Investigadores de la Escuela de Negocios de Harvard y la INSEAD han publicado un documento de trabajo que cuestiona la narrativa optimista que rodea el auge de la IA. Al comparar las startups respaldadas por Y Combinator lanzadas entre 2020 y 2024 con un conjunto más amplio de firmas de capital de riesgo de EE. UU., el estudio muestra que las empresas nativas de IA son marcadamente diferentes en cómo organizan su personal.
Las startups nativas de IA, definidas como firmas que utilizan la inteligencia artificial internamente para aumentar la productividad de los empleados y que incorporan la IA en sus productos orientados al cliente, son aproximadamente un 25% más pequeñas en términos de personal en comparación con las empresas no IA comparables. A pesar de su menor tamaño, emplean un 13% más de ingenieros, lo que indica un enfoque técnico más pesado. La composición de su fuerza laboral también diverge notablemente: los empleados de nivel de entrada y los gerentes de nivel medio ocupan alrededor de un 15% menos de posiciones, mientras que el personal senior representa el 20% más de la fuerza laboral.
Los patrones de contratación divergen de las expectativas
Los autores del estudio, Rembrand Koning y Hyunjin Kim, señalan que el talento que estas firmas contratan tiende a provenir de una estrecha franja demográfica. Los graduados de universidades elitistas dominan las filas, y la mayoría se basa en Silicon Valley. Los empleados masculinos superan en número a las femeninas, lo que refuerza el desequilibrio de género ya existente en el sector tecnológico. Las valoraciones de las startups nativas de IA siguen siendo comparables a las de sus contrapartes no IA, lo que sugiere que la mayor concentración de personal técnico senior se traduce en un mayor valor creado por empleado.
Estos hallazgos van en contra de la visión esperanzadora de que la IA democratizará el acceso a empleos de alta habilidad. Los defensores han argumentado que las herramientas de IA podrían permitir que los trabajadores juniors "golpeen por encima de su peso" y reduzcan la barrera técnica para los puestos de nivel de entrada. En cambio, los datos apuntan a un efecto de consolidación, donde los trabajadores más acreditados obtienen la mayor parte de las nuevas oportunidades.

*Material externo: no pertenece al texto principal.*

//! Turning engine answers into what the editor displays.
//!
//! Language differences are data, not branches: each language may register a
//! [`FormatPolicy`] and everything else falls back to [`DEFAULT_POLICY`].

mod calltip;
mod completion;

pub use calltip::{format_call_tip, wrap_tip, CallTip, TIP_PADDING};
pub use completion::{category, format_completions};

/// One row of the completion popup.
#[derive(Debug, Clone, PartialEq, Eq)]
pub struct CompletionItem {
    /// Text shown in the list.
    pub label: String,
    /// Snippet inserted when the row is chosen.
    pub insertion: String,
}

impl CompletionItem {
    pub fn new(label: impl Into<String>, insertion: impl Into<String>) -> Self {
        Self {
            label: label.into(),
            insertion: insertion.into(),
        }
    }
}

/// How completion names are rewritten for display and insertion.
#[derive(Debug, Clone, Copy, PartialEq, Eq)]
pub enum NameTransform {
    Identity,
    /// Variables get a `$` sigil, except after `->`/`::` member access.
    PhpVariables,
}

/// Completion trigger type for which PHP variables keep their bare name.
pub const PHP_MEMBER_TRIGGER: &str = "php-complete-object-members";

/// Per-language formatting rules.
#[derive(Debug, Clone, Copy, PartialEq, Eq)]
pub struct FormatPolicy {
    pub name_transform: NameTransform,
    /// Kinds that get a `($0)` call placeholder.
    pub callable_kinds: &'static [&'static str],
    /// Typed characters that close the completion popup.
    pub stop_chars: &'static str,
}

impl FormatPolicy {
    pub fn is_callable(&self, kind: &str) -> bool {
        self.callable_kinds.contains(&kind)
    }

    pub fn is_stop_char(&self, c: char) -> bool {
        self.stop_chars.contains(c)
    }

    /// Name as displayed and inserted, before `$` escaping.
    pub fn display_name(&self, kind: &str, name: &str, trigger_type: Option<&str>) -> String {
        match self.name_transform {
            NameTransform::PhpVariables
                if kind == "variable" && trigger_type != Some(PHP_MEMBER_TRIGGER) =>
            {
                format!("${name}")
            }
            _ => name.to_string(),
        }
    }
}

pub const DEFAULT_POLICY: FormatPolicy = FormatPolicy {
    name_transform: NameTransform::Identity,
    callable_kinds: &["function"],
    stop_chars: " ~`!@#%^&*()-=+{}[]|\\;:'\",<>?/",
};

pub const PHP_POLICY: FormatPolicy = FormatPolicy {
    name_transform: NameTransform::PhpVariables,
    callable_kinds: &["function"],
    stop_chars: " ~`!@#%^&*()=+{}[]|\\;'\",.?/",
};

static POLICIES: &[(&str, FormatPolicy)] = &[("PHP", PHP_POLICY)];

/// Formatting policy for `language`.
pub fn policy_for(language: &str) -> &'static FormatPolicy {
    POLICIES
        .iter()
        .find(|(name, _)| *name == language)
        .map(|(_, policy)| policy)
        .unwrap_or(&DEFAULT_POLICY)
}

#[cfg(test)]
mod tests {
    use super::*;

    #[test]
    fn test_policy_lookup() {
        assert_eq!(policy_for("PHP"), &PHP_POLICY);
        assert_eq!(policy_for("Python"), &DEFAULT_POLICY);
    }

    #[test]
    fn test_php_variable_names() {
        let php = policy_for("PHP");
        assert_eq!(php.display_name("variable", "user", None), "$user");
        assert_eq!(
            php.display_name("variable", "user", Some(PHP_MEMBER_TRIGGER)),
            "user"
        );
        assert_eq!(php.display_name("function", "strlen", None), "strlen");
        assert_eq!(
            DEFAULT_POLICY.display_name("variable", "user", None),
            "user"
        );
    }

    #[test]
    fn test_stop_chars() {
        assert!(DEFAULT_POLICY.is_stop_char('('));
        assert!(DEFAULT_POLICY.is_stop_char(' '));
        assert!(!DEFAULT_POLICY.is_stop_char('.'));
        assert!(!DEFAULT_POLICY.is_stop_char('a'));
        assert!(!PHP_POLICY.is_stop_char('>'));
        assert!(!PHP_POLICY.is_stop_char(':'));
        assert!(PHP_POLICY.is_stop_char('.'));
    }
}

Los autores advierten que esta concentración podría exacerbate la desigualdad existente. Si la IA acelera el aprendizaje para aquellos que ya están equipados para aprovecharla, "las tasas de adopción diferencial pueden traducirse en brechas de desempeño cada vez más amplias", escriben. La implicación se extiende más allá de las firmas individuales hasta el ecosistema más amplio de empresarios e inversores.
Fuera del mundo de las startups, el mercado laboral ya refleja tendencias similares. Los graduados recientes ahora representan solo el 7% de las nuevas contrataciones en las principales empresas de tecnología, y se informa que la IA está "matando las pasantías de verano". Los gigantes de la tecnología como Meta y Microsoft han recortado decenas de miles de empleos a medida que cambian sus gastos hacia iniciativas impulsadas por la IA. Al mismo tiempo, la demanda de talento de primer nivel sigue siendo feroz; Amazon Web Services anunció una inversión de $1 mil millones en ingenieros de IA avanzada.
En general, el documento de Harvard-INSEAD presenta una imagen matizada del auge de la IA. Si bien las startups nativas de IA generan valoraciones comparables con menos empleados, lo hacen concentrando el talento senior y elitista en lugar de abrir puertas para un grupo más amplio de trabajadores. El estudio sugiere que sin intervenciones políticas o corporativas deliberadas, la ola de la IA puede profundizar, en lugar de reducir, las disparidades existentes en el mercado laboral tecnológico.
Este artículo fue escrito con la asistencia de IA.